Prendre Racine
PAR NATHALIE AZOULAI, P.O.L, 314 P., 17,90 EUROS.
Titus et Bérénice sont deux amants actuels. Titus est marié et ne veut pas divorcer pour Bérénice. Alors ils se quittent. Un jour, au plus fort de son chagrin, l’amoureuse abandonnée entend un vers de « Bérénice » (la pièce) : « Dans l’Orient désert quel devint mon ennui! » Ah, Racine et ses diérèses (« O-ri-ent »), où toute la souffrance du monde s’exprime en un simple chuintement mouillé… Rien de tel pour apaiser la douleur. Alors, Bérénice s’empare du tragédien et se livre à une étonnante reconstitution. Un récit dans le récit, système a priori pesant, mais qui permet à Nathalie Azoulai de se libérer de la contrainte historiographique, même si elle a nourri son roman des données disponibles. Sous sa plume, Racine passe un temps fou à polir son phrasé, recueille des confessions féminines pour écrire « Phèdre », aime les comédiennes et surtout adule Louis XIV. Les échanges de regards enamourés avec le roi sont particulièrement réussis. Le tout est servi par une langue intense, où la politique, souvent courtisane, est pourtant toujours tragique, un peu comme chez Racine. C’est épatant et consolant.

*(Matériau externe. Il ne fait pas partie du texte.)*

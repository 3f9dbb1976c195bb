//! **tabula** -- column tables and input prompts for the terminal.
//!
//! Umbrella crate re-exporting everything from a single dependency:
//!
//! ```toml
//! [dependencies]
//! tabula = "0.1"
//! ```
//!
//! # Re-exports
//!
//! * All public items from [`tabula_core`] are available at the crate root
//!   ([`Region`], [`StyledText`], [`Screen`], [`CrosstermKeys`],
//!   [`TerminalSession`], etc.).
//! * The [`widgets`] module re-exports everything from [`tabula_widgets`]
//!   ([`Table`](widgets::Table), [`InputPrompt`](widgets::InputPrompt) and
//!   their configuration types).
//! * [`ratatui`] and [`crossterm`] are re-exported so downstream crates do not
//!   need to depend on them directly.
//!
//! # Quick start
//!
//! ```no_run
//! use tabula::widgets::{row, ColumnWidth, Justify, Table, TableConfig};
//! use tabula::{Screen, ScreenHandle, Terminal, TerminalSession};
//!
//! fn main() -> Result<(), tabula::ScreenError> {
//!     let _session = TerminalSession::start()?;
//!     let mut screen = ScreenHandle::new(Screen::stdout()?);
//!     let mut table = Table::new(
//!         &screen.full_window(),
//!         &[ColumnWidth::Remainder, ColumnWidth::Fixed(8)],
//!         TableConfig::default(),
//!     );
//!     table.set_column_format(1, Justify::Right).expect("two columns");
//!     table.update([row!["Food", 2.4], row!["Textiles", 5.8]]);
//!     table.draw()?;
//!     screen.flush()
//! }
//! ```

pub use tabula_core::*;
pub mod widgets {
    pub use tabula_widgets::*;
}

// Re-export dependencies for use in demos and downstream crates
pub use crossterm;
pub use ratatui;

Rudyard Kipling disait que « si l’Histoire était enseignée sous forme d’histoires, elle rentrerait dans les têtes ». Pour comprendre celle des migrants, qui se déroule sous notre nez et se résume en une litanie de chiffres abstraits, Pascal Manoukian, reporter de guerre, a d’abord filmé et témoigné. Mais parfois la réalité a besoin de la fiction pour qu’on entende son coeur battre. Dans ce beau premier roman, il tresse trois destins. Virgil, le Moldave, parvenu à Villeneuve-le-Roi caché dans un camion, contemple dans un squat les sacs à dos de ses compagnons clandestins, qui « pendent comme des ventres ronds, des embryons d’une nouvelle vie ». Assan, père d’Iman, petite fille excisée qu’il a déguisée en garçon pour fuir la Somalie. Et Chanchal, le vendeur de roses venu de Dacca, que, depuis son arrivée en France, plus personne n’appelle par son prénom : « Il était étranger et anonyme, sans millésime ni origine, telle une bouteille à l’étiquette arrachée. » Le migrant est transparent. Il se fond dans la nuit et l’obscurité, il doit « vivre loin des lumières dans la pénombre à la marge, en arrière-plan ». Il sait qu’il encombre, et qu’il doit disparaître pour survivre. « Les Echoués » ou le roman de ceux que notre siècle ne veut pas voir.